◆ **Data**:
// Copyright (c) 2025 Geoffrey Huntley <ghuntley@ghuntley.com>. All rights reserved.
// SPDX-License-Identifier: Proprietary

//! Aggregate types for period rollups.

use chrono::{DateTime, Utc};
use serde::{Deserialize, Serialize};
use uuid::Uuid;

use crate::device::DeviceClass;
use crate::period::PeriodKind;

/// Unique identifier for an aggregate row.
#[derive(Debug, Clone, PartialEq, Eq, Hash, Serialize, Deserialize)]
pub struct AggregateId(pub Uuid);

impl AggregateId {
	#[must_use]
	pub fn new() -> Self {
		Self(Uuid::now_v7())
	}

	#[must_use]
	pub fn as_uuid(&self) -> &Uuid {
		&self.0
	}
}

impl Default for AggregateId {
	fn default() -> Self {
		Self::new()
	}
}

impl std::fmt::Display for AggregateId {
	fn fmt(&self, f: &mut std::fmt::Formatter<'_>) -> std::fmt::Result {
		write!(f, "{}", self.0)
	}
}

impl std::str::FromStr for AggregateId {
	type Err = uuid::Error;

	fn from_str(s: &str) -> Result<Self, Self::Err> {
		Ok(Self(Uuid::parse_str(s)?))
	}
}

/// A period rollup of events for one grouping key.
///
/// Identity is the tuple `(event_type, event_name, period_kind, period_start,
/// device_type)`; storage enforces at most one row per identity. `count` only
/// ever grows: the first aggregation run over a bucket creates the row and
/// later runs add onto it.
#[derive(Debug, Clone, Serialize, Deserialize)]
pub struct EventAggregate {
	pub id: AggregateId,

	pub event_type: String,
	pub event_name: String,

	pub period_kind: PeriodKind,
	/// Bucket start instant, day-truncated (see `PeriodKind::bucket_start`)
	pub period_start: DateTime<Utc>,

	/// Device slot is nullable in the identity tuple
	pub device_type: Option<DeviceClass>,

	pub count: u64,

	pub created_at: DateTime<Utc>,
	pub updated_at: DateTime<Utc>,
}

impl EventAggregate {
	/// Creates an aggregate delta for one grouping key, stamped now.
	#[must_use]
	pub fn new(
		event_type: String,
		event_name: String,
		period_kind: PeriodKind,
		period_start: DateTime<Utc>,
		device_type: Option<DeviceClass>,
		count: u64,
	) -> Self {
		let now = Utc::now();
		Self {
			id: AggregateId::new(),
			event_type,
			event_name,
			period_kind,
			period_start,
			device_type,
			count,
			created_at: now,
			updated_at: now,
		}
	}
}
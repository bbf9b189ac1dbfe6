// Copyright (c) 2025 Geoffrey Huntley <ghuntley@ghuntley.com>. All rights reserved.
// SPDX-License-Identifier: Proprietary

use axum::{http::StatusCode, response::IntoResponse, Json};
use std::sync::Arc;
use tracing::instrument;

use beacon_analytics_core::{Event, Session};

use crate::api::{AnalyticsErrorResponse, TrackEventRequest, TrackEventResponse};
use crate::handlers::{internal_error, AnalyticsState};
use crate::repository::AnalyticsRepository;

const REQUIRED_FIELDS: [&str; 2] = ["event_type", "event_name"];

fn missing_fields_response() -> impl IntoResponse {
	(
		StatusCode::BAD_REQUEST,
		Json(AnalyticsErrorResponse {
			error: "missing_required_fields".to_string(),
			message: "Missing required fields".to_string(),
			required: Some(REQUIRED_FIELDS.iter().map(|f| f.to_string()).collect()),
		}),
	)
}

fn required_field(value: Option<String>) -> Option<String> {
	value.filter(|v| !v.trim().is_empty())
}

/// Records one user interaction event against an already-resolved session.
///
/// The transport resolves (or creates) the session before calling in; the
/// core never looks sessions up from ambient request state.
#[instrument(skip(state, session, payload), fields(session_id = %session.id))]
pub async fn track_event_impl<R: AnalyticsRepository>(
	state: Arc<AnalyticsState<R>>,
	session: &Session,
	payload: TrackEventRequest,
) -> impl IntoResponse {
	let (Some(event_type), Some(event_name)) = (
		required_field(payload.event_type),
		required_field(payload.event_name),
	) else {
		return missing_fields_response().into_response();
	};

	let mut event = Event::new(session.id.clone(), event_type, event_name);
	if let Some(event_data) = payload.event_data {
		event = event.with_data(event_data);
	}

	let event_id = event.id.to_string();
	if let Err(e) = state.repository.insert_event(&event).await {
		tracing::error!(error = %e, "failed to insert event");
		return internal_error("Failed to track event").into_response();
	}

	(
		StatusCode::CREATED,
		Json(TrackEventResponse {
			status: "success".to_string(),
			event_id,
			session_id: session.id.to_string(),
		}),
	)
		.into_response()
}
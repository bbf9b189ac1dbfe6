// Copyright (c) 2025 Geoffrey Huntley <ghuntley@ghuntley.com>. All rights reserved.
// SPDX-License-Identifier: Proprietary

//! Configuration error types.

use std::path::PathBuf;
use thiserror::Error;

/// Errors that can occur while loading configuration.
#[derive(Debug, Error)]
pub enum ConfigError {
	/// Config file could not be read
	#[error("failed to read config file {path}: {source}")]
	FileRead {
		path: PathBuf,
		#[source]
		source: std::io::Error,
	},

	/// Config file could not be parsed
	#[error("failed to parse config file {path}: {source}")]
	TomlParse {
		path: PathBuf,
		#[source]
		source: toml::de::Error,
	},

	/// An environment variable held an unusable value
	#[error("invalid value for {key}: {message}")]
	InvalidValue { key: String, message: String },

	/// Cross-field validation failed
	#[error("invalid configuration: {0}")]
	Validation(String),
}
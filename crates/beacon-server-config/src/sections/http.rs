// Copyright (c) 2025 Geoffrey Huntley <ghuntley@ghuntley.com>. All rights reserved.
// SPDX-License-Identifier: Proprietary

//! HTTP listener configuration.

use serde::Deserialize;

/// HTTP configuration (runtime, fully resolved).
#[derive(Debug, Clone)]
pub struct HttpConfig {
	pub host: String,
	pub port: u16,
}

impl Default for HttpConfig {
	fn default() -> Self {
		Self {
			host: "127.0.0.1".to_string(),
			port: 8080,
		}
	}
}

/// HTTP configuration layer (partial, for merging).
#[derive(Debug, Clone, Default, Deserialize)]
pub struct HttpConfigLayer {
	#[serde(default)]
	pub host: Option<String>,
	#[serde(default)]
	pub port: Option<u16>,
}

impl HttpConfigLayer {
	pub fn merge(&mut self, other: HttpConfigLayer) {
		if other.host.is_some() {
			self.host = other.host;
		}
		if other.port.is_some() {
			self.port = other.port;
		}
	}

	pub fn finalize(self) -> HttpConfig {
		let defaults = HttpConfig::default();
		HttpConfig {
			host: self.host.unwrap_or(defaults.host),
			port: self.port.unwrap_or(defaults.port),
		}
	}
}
...
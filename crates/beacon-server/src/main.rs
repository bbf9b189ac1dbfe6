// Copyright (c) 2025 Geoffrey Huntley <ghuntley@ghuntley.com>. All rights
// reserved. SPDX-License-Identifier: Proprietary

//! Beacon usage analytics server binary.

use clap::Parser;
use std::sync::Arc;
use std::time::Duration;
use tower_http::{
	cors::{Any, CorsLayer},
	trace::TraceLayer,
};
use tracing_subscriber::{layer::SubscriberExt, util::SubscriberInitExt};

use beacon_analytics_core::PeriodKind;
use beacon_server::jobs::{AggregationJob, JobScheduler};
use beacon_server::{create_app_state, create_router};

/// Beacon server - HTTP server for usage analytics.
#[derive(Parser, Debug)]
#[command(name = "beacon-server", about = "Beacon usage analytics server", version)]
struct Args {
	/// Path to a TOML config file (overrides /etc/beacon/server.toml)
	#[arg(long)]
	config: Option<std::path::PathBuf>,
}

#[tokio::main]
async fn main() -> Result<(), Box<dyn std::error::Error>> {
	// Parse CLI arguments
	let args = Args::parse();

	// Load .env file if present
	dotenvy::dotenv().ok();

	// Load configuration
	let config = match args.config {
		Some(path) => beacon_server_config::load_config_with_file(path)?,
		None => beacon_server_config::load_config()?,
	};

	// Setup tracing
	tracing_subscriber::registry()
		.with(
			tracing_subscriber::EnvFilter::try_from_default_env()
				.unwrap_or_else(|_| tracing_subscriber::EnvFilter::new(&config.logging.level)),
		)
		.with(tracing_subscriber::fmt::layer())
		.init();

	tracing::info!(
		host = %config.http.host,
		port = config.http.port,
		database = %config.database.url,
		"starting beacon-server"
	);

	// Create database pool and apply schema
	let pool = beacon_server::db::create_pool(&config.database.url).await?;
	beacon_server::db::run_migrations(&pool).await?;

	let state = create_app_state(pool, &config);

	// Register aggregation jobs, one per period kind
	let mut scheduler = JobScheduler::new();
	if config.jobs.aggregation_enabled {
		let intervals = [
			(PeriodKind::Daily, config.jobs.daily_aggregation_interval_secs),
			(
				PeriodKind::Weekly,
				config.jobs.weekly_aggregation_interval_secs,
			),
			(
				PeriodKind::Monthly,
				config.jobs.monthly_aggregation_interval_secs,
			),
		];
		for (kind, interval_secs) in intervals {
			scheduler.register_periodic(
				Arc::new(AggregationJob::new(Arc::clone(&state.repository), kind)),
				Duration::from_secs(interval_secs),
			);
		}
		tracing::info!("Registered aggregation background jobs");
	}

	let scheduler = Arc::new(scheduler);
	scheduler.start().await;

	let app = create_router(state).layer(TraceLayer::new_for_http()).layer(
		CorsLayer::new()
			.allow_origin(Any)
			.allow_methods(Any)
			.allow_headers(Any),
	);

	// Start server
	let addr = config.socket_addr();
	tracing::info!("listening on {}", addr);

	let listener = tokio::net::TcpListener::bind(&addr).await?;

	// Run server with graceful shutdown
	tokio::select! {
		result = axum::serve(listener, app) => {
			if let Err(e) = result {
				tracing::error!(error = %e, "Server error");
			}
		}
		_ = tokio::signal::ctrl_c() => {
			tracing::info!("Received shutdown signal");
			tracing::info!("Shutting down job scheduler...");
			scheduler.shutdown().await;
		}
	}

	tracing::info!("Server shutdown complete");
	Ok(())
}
...
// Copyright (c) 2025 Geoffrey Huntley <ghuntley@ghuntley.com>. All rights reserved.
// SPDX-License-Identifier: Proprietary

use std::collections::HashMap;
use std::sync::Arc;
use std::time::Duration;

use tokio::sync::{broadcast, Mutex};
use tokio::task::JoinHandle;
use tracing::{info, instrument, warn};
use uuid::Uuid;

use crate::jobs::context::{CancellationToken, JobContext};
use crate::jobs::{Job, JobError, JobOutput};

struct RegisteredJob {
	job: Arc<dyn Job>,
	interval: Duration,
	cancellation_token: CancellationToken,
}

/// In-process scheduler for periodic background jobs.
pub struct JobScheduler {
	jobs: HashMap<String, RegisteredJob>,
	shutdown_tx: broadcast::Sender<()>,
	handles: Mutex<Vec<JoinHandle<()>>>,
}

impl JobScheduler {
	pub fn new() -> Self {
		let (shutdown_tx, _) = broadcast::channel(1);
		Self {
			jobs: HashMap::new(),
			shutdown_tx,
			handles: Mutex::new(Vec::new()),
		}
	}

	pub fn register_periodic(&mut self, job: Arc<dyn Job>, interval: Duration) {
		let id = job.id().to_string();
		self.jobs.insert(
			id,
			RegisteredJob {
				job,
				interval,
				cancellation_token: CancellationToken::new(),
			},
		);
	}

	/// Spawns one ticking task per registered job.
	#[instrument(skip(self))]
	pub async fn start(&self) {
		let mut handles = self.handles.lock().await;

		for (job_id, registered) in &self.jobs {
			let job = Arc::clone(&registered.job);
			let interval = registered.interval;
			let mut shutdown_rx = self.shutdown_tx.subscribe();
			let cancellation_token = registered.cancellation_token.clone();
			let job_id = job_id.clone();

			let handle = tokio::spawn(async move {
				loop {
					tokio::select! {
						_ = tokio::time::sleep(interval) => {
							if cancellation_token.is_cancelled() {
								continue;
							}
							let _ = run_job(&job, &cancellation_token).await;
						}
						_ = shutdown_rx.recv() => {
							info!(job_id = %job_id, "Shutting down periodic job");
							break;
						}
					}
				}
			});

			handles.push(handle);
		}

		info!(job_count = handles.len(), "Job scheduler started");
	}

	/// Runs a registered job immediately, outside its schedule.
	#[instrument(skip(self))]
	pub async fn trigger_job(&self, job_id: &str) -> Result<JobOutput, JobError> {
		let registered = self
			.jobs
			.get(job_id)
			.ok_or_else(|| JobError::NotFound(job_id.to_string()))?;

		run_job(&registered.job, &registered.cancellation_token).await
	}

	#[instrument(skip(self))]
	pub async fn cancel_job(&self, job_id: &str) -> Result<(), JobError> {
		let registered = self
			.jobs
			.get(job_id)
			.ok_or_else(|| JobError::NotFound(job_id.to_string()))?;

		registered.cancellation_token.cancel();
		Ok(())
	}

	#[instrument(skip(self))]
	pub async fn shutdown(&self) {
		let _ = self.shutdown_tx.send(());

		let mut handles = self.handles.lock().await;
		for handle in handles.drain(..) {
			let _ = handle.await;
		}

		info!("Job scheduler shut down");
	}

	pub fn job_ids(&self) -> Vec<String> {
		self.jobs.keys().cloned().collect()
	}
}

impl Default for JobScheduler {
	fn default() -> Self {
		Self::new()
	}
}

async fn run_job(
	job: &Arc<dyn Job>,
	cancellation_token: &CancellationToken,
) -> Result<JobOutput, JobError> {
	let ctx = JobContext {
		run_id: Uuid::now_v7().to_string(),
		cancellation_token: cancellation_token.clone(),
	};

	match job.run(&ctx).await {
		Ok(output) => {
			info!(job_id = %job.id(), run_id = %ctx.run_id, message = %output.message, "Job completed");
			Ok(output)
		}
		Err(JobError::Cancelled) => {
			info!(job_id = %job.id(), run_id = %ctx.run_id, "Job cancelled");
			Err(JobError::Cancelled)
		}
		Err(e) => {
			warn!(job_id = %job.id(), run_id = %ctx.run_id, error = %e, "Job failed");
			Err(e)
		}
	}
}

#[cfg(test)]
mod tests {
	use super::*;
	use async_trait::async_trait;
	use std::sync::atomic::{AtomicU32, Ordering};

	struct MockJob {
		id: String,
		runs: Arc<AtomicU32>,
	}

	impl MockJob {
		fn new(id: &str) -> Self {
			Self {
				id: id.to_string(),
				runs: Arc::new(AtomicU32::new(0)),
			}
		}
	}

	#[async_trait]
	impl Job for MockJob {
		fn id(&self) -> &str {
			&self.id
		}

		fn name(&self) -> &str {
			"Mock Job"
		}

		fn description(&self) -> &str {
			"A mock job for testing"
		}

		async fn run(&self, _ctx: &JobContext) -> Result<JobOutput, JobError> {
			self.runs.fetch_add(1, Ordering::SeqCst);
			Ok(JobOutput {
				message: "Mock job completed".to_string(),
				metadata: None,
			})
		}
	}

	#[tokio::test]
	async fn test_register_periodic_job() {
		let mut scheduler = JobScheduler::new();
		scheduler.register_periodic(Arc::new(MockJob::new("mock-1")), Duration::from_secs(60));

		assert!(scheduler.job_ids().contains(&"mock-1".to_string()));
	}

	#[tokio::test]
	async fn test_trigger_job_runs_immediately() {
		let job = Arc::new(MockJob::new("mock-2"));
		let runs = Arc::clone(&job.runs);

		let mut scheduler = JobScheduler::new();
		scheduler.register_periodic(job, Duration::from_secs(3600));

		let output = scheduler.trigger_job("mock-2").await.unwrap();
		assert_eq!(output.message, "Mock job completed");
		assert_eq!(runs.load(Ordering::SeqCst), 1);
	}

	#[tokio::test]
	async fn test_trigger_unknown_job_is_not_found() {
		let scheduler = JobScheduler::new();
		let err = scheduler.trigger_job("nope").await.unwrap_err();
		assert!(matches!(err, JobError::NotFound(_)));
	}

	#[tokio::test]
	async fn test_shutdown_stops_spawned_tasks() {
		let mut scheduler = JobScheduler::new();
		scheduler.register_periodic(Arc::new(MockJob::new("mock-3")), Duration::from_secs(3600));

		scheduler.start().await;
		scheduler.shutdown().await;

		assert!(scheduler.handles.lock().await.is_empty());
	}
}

◆ **What you have to do**:
Which lines of the listing contain the string "other"? Copy every one of them.

◆ **Result of this task**:
	pub fn merge(&mut self, other: HttpConfigLayer) {
		if other.host.is_some() {
			self.host = other.host;
		if other.port.is_some() {
			self.port = other.port;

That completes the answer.